▶ **TASK DESCRIPTION**:
The lines to copy from the data below are those that hold the string "PathBuf".
(Beginning of DATA SUPPLIED)
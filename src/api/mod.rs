// ==========================================
// 批量抄表工作台 - API层
// ==========================================

pub mod error;
pub mod intake_api;

pub use error::{ApiError, ApiResult};
pub use intake_api::{EditFeedback, MeterIntakeApi, UtilityPair};
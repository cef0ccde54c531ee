// ==========================================
// 批量抄表工作台 - 领域类型定义
// ==========================================
// 约定: 抄表周期按自然月计；合同窗口判定含起止两端
// ==========================================

use chrono::NaiveDate;
use serde::{Deserialize, Serialize};
use std::fmt;

// ==========================================
// 公用事业类别 (Utility Kind)
// ==========================================
// 本工作台只处理电表/水表两类；类型ID由后端目录解析得到
#[derive(Debug, Clone, Copy, PartialEq, Eq, Hash, Serialize, Deserialize)]
#[serde(rename_all = "SCREAMING_SNAKE_CASE")]
pub enum UtilityKind {
    Electricity,
    Water,
}

impl UtilityKind {
    /// 转换为字符串标识
    pub fn as_str(&self) -> &str {
        match self {
            UtilityKind::Electricity => "ELECTRICITY",
            UtilityKind::Water => "WATER",
        }
    }

    /// 界面展示名称
    pub fn label(&self) -> &str {
        match self {
            UtilityKind::Electricity => "电表",
            UtilityKind::Water => "水表",
        }
    }
}

impl fmt::Display for UtilityKind {
    fn fmt(&self, f: &mut fmt::Formatter<'_>) -> fmt::Result {
        write!(f, "{}", self.as_str())
    }
}

// ==========================================
// 合同状态 (Lease Status)
// ==========================================
// 序列化格式: SCREAMING_SNAKE_CASE (与后端一致)
// 只有 ACTIVE 合同参与抄表资格判定
#[derive(Debug, Clone, Copy, PartialEq, Eq, Serialize, Deserialize)]
#[serde(rename_all = "SCREAMING_SNAKE_CASE")]
pub enum LeaseStatus {
    /// 待生效
    Pending,
    /// 生效中
    Active,
    /// 已到期
    Ended,
    /// 提前终止
    Terminated,
}

impl LeaseStatus {
    pub fn as_str(&self) -> &str {
        match self {
            LeaseStatus::Pending => "PENDING",
            LeaseStatus::Active => "ACTIVE",
            LeaseStatus::Ended => "ENDED",
            LeaseStatus::Terminated => "TERMINATED",
        }
    }

    pub fn from_str(s: &str) -> Self {
        match s {
            "PENDING" => LeaseStatus::Pending,
            "ACTIVE" => LeaseStatus::Active,
            "ENDED" => LeaseStatus::Ended,
            _ => LeaseStatus::Terminated,
        }
    }
}

impl fmt::Display for LeaseStatus {
    fn fmt(&self, f: &mut fmt::Formatter<'_>) -> fmt::Result {
        write!(f, "{}", self.as_str())
    }
}

// ==========================================
// 行阶段 (Row Phase)
// ==========================================
// 单个单元在本次抄表会话中的生命周期:
// Uninitialized → EligiblePending → Submitted | Ineligible
// Ineligible 仅经由楼栋/日期变更重新判定产生;
// Submitted 仅经由批量提交成功产生
#[derive(Debug, Clone, Copy, PartialEq, Eq, Serialize, Deserialize)]
#[serde(rename_all = "SCREAMING_SNAKE_CASE")]
pub enum RowPhase {
    Uninitialized,
    EligiblePending,
    Submitted,
    Ineligible,
}

impl RowPhase {
    pub fn as_str(&self) -> &str {
        match self {
            RowPhase::Uninitialized => "UNINITIALIZED",
            RowPhase::EligiblePending => "ELIGIBLE_PENDING",
            RowPhase::Submitted => "SUBMITTED",
            RowPhase::Ineligible => "INELIGIBLE",
        }
    }
}

impl fmt::Display for RowPhase {
    fn fmt(&self, f: &mut fmt::Formatter<'_>) -> fmt::Result {
        write!(f, "{}", self.as_str())
    }
}

// ==========================================
// 探测结果 (Probe Outcome)
// ==========================================
// 远程状态探测的带标记结果:
// 区分 "确实没有记录"(NotFound) 与 "查询失败"(Error)，
// 两者都回退到默认值，但失败必须留下日志线索
#[derive(Debug, Clone, PartialEq)]
pub enum ProbeOutcome<T> {
    /// 查到了值
    Found(T),
    /// 后端确认无记录
    NotFound,
    /// 查询失败（网络/服务端错误），携带原因
    Error(String),
}

impl<T: Clone> ProbeOutcome<T> {
    /// 取值，NotFound/Error 回退到默认值
    pub fn value_or(&self, default: T) -> T {
        match self {
            ProbeOutcome::Found(v) => v.clone(),
            ProbeOutcome::NotFound | ProbeOutcome::Error(_) => default,
        }
    }

    pub fn is_error(&self) -> bool {
        matches!(self, ProbeOutcome::Error(_))
    }

    pub fn is_found(&self) -> bool {
        matches!(self, ProbeOutcome::Found(_))
    }
}

// ==========================================
// 不可抄表原因 (Ineligible Reason)
// ==========================================
// 由合同窗口判定得出；Display 输出给录入人员
#[derive(Debug, Clone, Copy, PartialEq, Eq, Serialize, Deserialize)]
#[serde(tag = "kind", rename_all = "SCREAMING_SNAKE_CASE")]
pub enum IneligibleReason {
    /// 无生效中的合同
    NoActiveLease,
    /// 抄表日期早于合同起始日
    StartsOn { start: NaiveDate },
    /// 抄表日期晚于合同结束日
    EndedOn { end: NaiveDate },
}

impl fmt::Display for IneligibleReason {
    fn fmt(&self, f: &mut fmt::Formatter<'_>) -> fmt::Result {
        match self {
            IneligibleReason::NoActiveLease => write!(f, "无有效合同"),
            IneligibleReason::StartsOn { start } => {
                write!(f, "合同自 {} 起生效", start.format("%Y-%m-%d"))
            }
            IneligibleReason::EndedOn { end } => {
                write!(f, "合同已于 {} 到期", end.format("%Y-%m-%d"))
            }
        }
    }
}

#[cfg(test)]
mod tests {
    use super::*;

    #[test]
    fn test_utility_kind_as_str() {
        assert_eq!(UtilityKind::Electricity.as_str(), "ELECTRICITY");
        assert_eq!(UtilityKind::Water.as_str(), "WATER");
    }

    #[test]
    fn test_lease_status_round_trip() {
        for status in [
            LeaseStatus::Pending,
            LeaseStatus::Active,
            LeaseStatus::Ended,
            LeaseStatus::Terminated,
        ] {
            assert_eq!(LeaseStatus::from_str(status.as_str()), status);
        }
    }

    #[test]
    fn test_probe_outcome_value_or() {
        let found: ProbeOutcome<f64> = ProbeOutcome::Found(12.5);
        let missing: ProbeOutcome<f64> = ProbeOutcome::NotFound;
        let failed: ProbeOutcome<f64> = ProbeOutcome::Error("超时".to_string());

        assert_eq!(found.value_or(0.0), 12.5);
        assert_eq!(missing.value_or(0.0), 0.0);
        assert_eq!(failed.value_or(0.0), 0.0);
        assert!(failed.is_error());
        assert!(!missing.is_error());
    }

    #[test]
    fn test_ineligible_reason_display_contains_date() {
        let start = NaiveDate::from_ymd_opt(2026, 9, 1).unwrap();
        let reason = IneligibleReason::StartsOn { start };
        assert!(reason.to_string().contains("2026-09-01"));

        let end = NaiveDate::from_ymd_opt(2026, 7, 31).unwrap();
        let reason = IneligibleReason::EndedOn { end };
        assert!(reason.to_string().contains("2026-07-31"));

        assert_eq!(IneligibleReason::NoActiveLease.to_string(), "无有效合同");
    }
}
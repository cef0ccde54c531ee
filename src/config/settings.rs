// ==========================================
// 批量抄表工作台 - 系统配置
// ==========================================
// 职责: 配置加载与默认值管理
// 存储: 用户配置目录下的 settings.json（可用环境变量覆盖）
// ==========================================

use anyhow::{Context, Result};
use serde::{Deserialize, Serialize};
use std::path::PathBuf;

/// 配置文件路径环境变量
pub const SETTINGS_PATH_ENV: &str = "LEASING_METER_SETTINGS_PATH";

/// 接口地址环境变量（优先级高于配置文件）
pub const API_BASE_URL_ENV: &str = "LEASING_API_BASE_URL";

/// 系统配置
///
/// 说明: 这里只有工作台自身的编排参数，
/// 不包含任何业务规则常量（业务规则以后端为准）
#[derive(Debug, Clone, PartialEq, Serialize, Deserialize)]
#[serde(default)]
pub struct Settings {
    /// 后端接口地址
    pub api_base_url: String,

    /// 单次请求超时（毫秒）
    pub request_timeout_ms: u64,

    /// 探测去抖间隔（毫秒）: 合并快速连续的日期变更
    pub probe_debounce_ms: u64,

    /// 提交成功后延迟强制刷新的间隔（毫秒）
    pub reprobe_delay_ms: u64,

    /// 电表类型名称匹配关键字
    pub electricity_keyword: String,

    /// 水表类型名称匹配关键字
    pub water_keyword: String,

    /// 界面语言（"zh-CN" / "en"）
    pub locale: String,
}

impl Default for Settings {
    fn default() -> Self {
        Self {
            api_base_url: "http://localhost:8080".to_string(),
            request_timeout_ms: 10_000,
            probe_debounce_ms: 100,
            reprobe_delay_ms: 1_000,
            electricity_keyword: "电".to_string(),
            water_keyword: "水".to_string(),
            locale: "zh-CN".to_string(),
        }
    }
}

impl Settings {
    /// 获取默认配置文件路径
    ///
    /// # 返回
    /// - 环境变量 LEASING_METER_SETTINGS_PATH 指定的路径（若设置）
    /// - 否则: 用户配置目录/leasing-meter-intake/settings.json
    pub fn default_path() -> PathBuf {
        if let Ok(path) = std::env::var(SETTINGS_PATH_ENV) {
            let trimmed = path.trim();
            if !trimmed.is_empty() {
                return PathBuf::from(trimmed);
            }
        }

        let mut path = PathBuf::from("./settings.json");
        if let Some(config_dir) = dirs::config_dir() {
            path = config_dir.join("leasing-meter-intake");
            std::fs::create_dir_all(&path).ok();
            path = path.join("settings.json");
        }
        path
    }

    /// 加载配置
    ///
    /// 配置文件不存在时使用默认值；存在但无法解析时报错。
    /// 环境变量 LEASING_API_BASE_URL 可覆盖接口地址。
    pub fn load() -> Result<Self> {
        let path = Self::default_path();
        let mut settings = if path.exists() {
            let raw = std::fs::read_to_string(&path)
                .with_context(|| format!("无法读取配置文件: {}", path.display()))?;
            serde_json::from_str(&raw)
                .with_context(|| format!("配置文件格式错误: {}", path.display()))?
        } else {
            tracing::info!("配置文件不存在，使用默认配置: {}", path.display());
            Settings::default()
        };

        if let Ok(base_url) = std::env::var(API_BASE_URL_ENV) {
            let trimmed = base_url.trim();
            if !trimmed.is_empty() {
                settings.api_base_url = trimmed.to_string();
            }
        }

        Ok(settings)
    }

    /// 面向测试的快速构造: 极短的去抖/刷新间隔
    pub fn for_tests() -> Self {
        Self {
            probe_debounce_ms: 0,
            reprobe_delay_ms: 0,
            ..Self::default()
        }
    }
}

#[cfg(test)]
mod tests {
    use super::*;

    #[test]
    fn test_default_values() {
        let settings = Settings::default();
        assert_eq!(settings.probe_debounce_ms, 100);
        assert_eq!(settings.reprobe_delay_ms, 1_000);
        assert_eq!(settings.electricity_keyword, "电");
        assert_eq!(settings.water_keyword, "水");
    }

    #[test]
    fn test_partial_file_uses_defaults() {
        // serde(default): 缺失字段回落到默认值
        let settings: Settings =
            serde_json::from_str(r#"{"apiBaseUrl": "http://example"}"#).unwrap_or_default();
        // 字段名为 snake_case，上面的 camelCase 键会被忽略
        assert_eq!(settings.api_base_url, Settings::default().api_base_url);

        let settings: Settings =
            serde_json::from_str(r#"{"api_base_url": "http://example"}"#).unwrap();
        assert_eq!(settings.api_base_url, "http://example");
        assert_eq!(settings.probe_debounce_ms, 100);
    }

    #[test]
    fn test_for_tests_disables_delays() {
        let settings = Settings::for_tests();
        assert_eq!(settings.probe_debounce_ms, 0);
        assert_eq!(settings.reprobe_delay_ms, 0);
    }
}
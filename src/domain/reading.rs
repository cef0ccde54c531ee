// ==========================================
// 批量抄表工作台 - 抄表读数实体与会话视图模型
// ==========================================
// BulkReadingRow 是会话内的瞬态视图模型:
// 选择楼栋时创建，日期变更时重新判定，提交后标记已抄，
// 楼栋/日期切换时整体丢弃。没有跨会话不变量。
// ==========================================

use crate::domain::types::{IneligibleReason, RowPhase, UtilityKind};
use chrono::{Datelike, NaiveDate};
use serde::{Deserialize, Serialize};
use std::fmt;

// ==========================================
// 抄表周期 (Reading Period)
// ==========================================
// 抄表周期 = 抄表日期所在的自然月；用于重复提交检测
#[derive(Debug, Clone, Copy, PartialEq, Eq, Hash, Serialize, Deserialize)]
pub struct ReadingPeriod {
    pub year: i32,
    pub month: u32,
}

impl ReadingPeriod {
    /// 由抄表日期得到所属周期
    pub fn from_date(date: NaiveDate) -> Self {
        Self {
            year: date.year(),
            month: date.month(),
        }
    }

    /// 上一个周期（跨年回绕）
    pub fn previous(&self) -> Self {
        if self.month == 1 {
            Self {
                year: self.year - 1,
                month: 12,
            }
        } else {
            Self {
                year: self.year,
                month: self.month - 1,
            }
        }
    }
}

impl fmt::Display for ReadingPeriod {
    fn fmt(&self, f: &mut fmt::Formatter<'_>) -> fmt::Result {
        write!(f, "{:04}-{:02}", self.year, self.month)
    }
}

// ==========================================
// 会话视图模型 (Bulk Reading Row)
// ==========================================

/// 单个单元在本次抄表会话中的行状态
///
/// 不变量:
/// - `is_disabled()` 为真当且仅当本期已有读数或该日期不可抄表
/// - 可提交的读数要求 `can_have_reading && !has_*_reading`
#[derive(Debug, Clone, PartialEq, Serialize, Deserialize)]
pub struct BulkReadingRow {
    /// 单元ID
    pub unit_id: String,
    /// 单元编号
    pub unit_no: String,
    /// 单元类型（仅展示用）
    pub unit_type: Option<String>,

    /// 本期电表读数（录入值）
    pub electricity_value: Option<f64>,
    /// 本期水表读数（录入值）
    pub water_value: Option<f64>,

    /// 上期电表读数（探测所得，缺省 0）
    pub prev_electricity: f64,
    /// 上期水表读数（探测所得，缺省 0）
    pub prev_water: f64,

    /// 本期是否已有电表记录
    pub has_electricity_reading: bool,
    /// 本期是否已有水表记录
    pub has_water_reading: bool,

    /// 该日期是否可抄表（合同窗口判定）
    pub can_have_reading: bool,
    /// 不可抄表原因
    pub ineligible_reason: Option<IneligibleReason>,

    /// 行阶段
    pub phase: RowPhase,
}

impl BulkReadingRow {
    /// 由单元构造初始行（资格判定之前）
    pub fn uninitialized(unit_id: &str, unit_no: &str, unit_type: Option<String>) -> Self {
        Self {
            unit_id: unit_id.to_string(),
            unit_no: unit_no.to_string(),
            unit_type,
            electricity_value: None,
            water_value: None,
            prev_electricity: 0.0,
            prev_water: 0.0,
            has_electricity_reading: false,
            has_water_reading: false,
            can_have_reading: false,
            ineligible_reason: None,
            phase: RowPhase::Uninitialized,
        }
    }

    /// 本期是否已有任一读数
    pub fn has_any_reading(&self) -> bool {
        self.has_electricity_reading || self.has_water_reading
    }

    /// 行是否禁用（已抄表或不可抄表）
    pub fn is_disabled(&self) -> bool {
        self.has_any_reading() || !self.can_have_reading
    }

    /// 指定类别本期是否已有读数
    pub fn has_reading(&self, kind: UtilityKind) -> bool {
        match kind {
            UtilityKind::Electricity => self.has_electricity_reading,
            UtilityKind::Water => self.has_water_reading,
        }
    }

    /// 指定类别的上期读数
    pub fn previous_value(&self, kind: UtilityKind) -> f64 {
        match kind {
            UtilityKind::Electricity => self.prev_electricity,
            UtilityKind::Water => self.prev_water,
        }
    }

    /// 指定类别的本期录入值
    pub fn current_value(&self, kind: UtilityKind) -> Option<f64> {
        match kind {
            UtilityKind::Electricity => self.electricity_value,
            UtilityKind::Water => self.water_value,
        }
    }

    /// 指定类别是否可提交（可抄表且本期尚无记录）
    pub fn submittable(&self, kind: UtilityKind) -> bool {
        self.can_have_reading && !self.has_reading(kind)
    }
}

// ==========================================
// 提交记录 (Reading Record)
// ==========================================

/// 提交给后端的单条抄表记录（每单元每类别一条）
#[derive(Debug, Clone, PartialEq, Serialize, Deserialize)]
#[serde(rename_all = "camelCase")]
pub struct ReadingRecord {
    /// 单元ID
    pub unit_id: String,
    /// 公用事业类型ID（电/水，由目录解析）
    pub utility_type_id: String,
    /// 抄表日期
    pub reading_date: NaiveDate,
    /// 上期读数
    pub previous_value: f64,
    /// 本期读数
    pub current_value: f64,
}

impl ReadingRecord {
    /// 本期用量 = 本期读数 - 上期读数
    pub fn consumption(&self) -> f64 {
        self.current_value - self.previous_value
    }
}

/// 批量创建回执
#[derive(Debug, Clone, PartialEq, Serialize, Deserialize)]
#[serde(rename_all = "camelCase")]
pub struct BulkCreateReceipt {
    /// 后端实际创建的记录数
    pub created: usize,
    /// 后端附带消息（可选）
    pub message: Option<String>,
}

#[cfg(test)]
mod tests {
    use super::*;

    #[test]
    fn test_period_from_date_and_previous() {
        let date = NaiveDate::from_ymd_opt(2026, 3, 15).unwrap();
        let period = ReadingPeriod::from_date(date);
        assert_eq!(period, ReadingPeriod { year: 2026, month: 3 });
        assert_eq!(period.previous(), ReadingPeriod { year: 2026, month: 2 });

        // 跨年回绕
        let jan = ReadingPeriod { year: 2026, month: 1 };
        assert_eq!(jan.previous(), ReadingPeriod { year: 2025, month: 12 });
    }

    #[test]
    fn test_period_display() {
        let period = ReadingPeriod { year: 2026, month: 8 };
        assert_eq!(period.to_string(), "2026-08");
    }

    #[test]
    fn test_row_disabled_when_any_reading_exists() {
        let mut row = BulkReadingRow::uninitialized("U001", "101", None);
        row.can_have_reading = true;
        assert!(!row.is_disabled());

        row.has_electricity_reading = true;
        assert!(row.is_disabled());
        // 水表仍可提交判定为假（行级禁用不影响类别级判定语义）
        assert!(row.submittable(UtilityKind::Water));
        assert!(!row.submittable(UtilityKind::Electricity));
    }

    #[test]
    fn test_row_disabled_when_ineligible() {
        let row = BulkReadingRow::uninitialized("U001", "101", None);
        // can_have_reading 默认 false
        assert!(row.is_disabled());
        assert!(!row.submittable(UtilityKind::Electricity));
    }

    #[test]
    fn test_record_consumption() {
        let record = ReadingRecord {
            unit_id: "U001".to_string(),
            utility_type_id: "T-ELEC".to_string(),
            reading_date: NaiveDate::from_ymd_opt(2026, 8, 7).unwrap(),
            previous_value: 120.0,
            current_value: 150.5,
        };
        assert!((record.consumption() - 30.5).abs() < f64::EPSILON);
    }
}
(End of DATA SUPPLIED)
▶ **ANSWER**:
use std::path::PathBuf;
    pub fn default_path() -> PathBuf {
                return PathBuf::from(trimmed);
        let mut path = PathBuf::from("./settings.json");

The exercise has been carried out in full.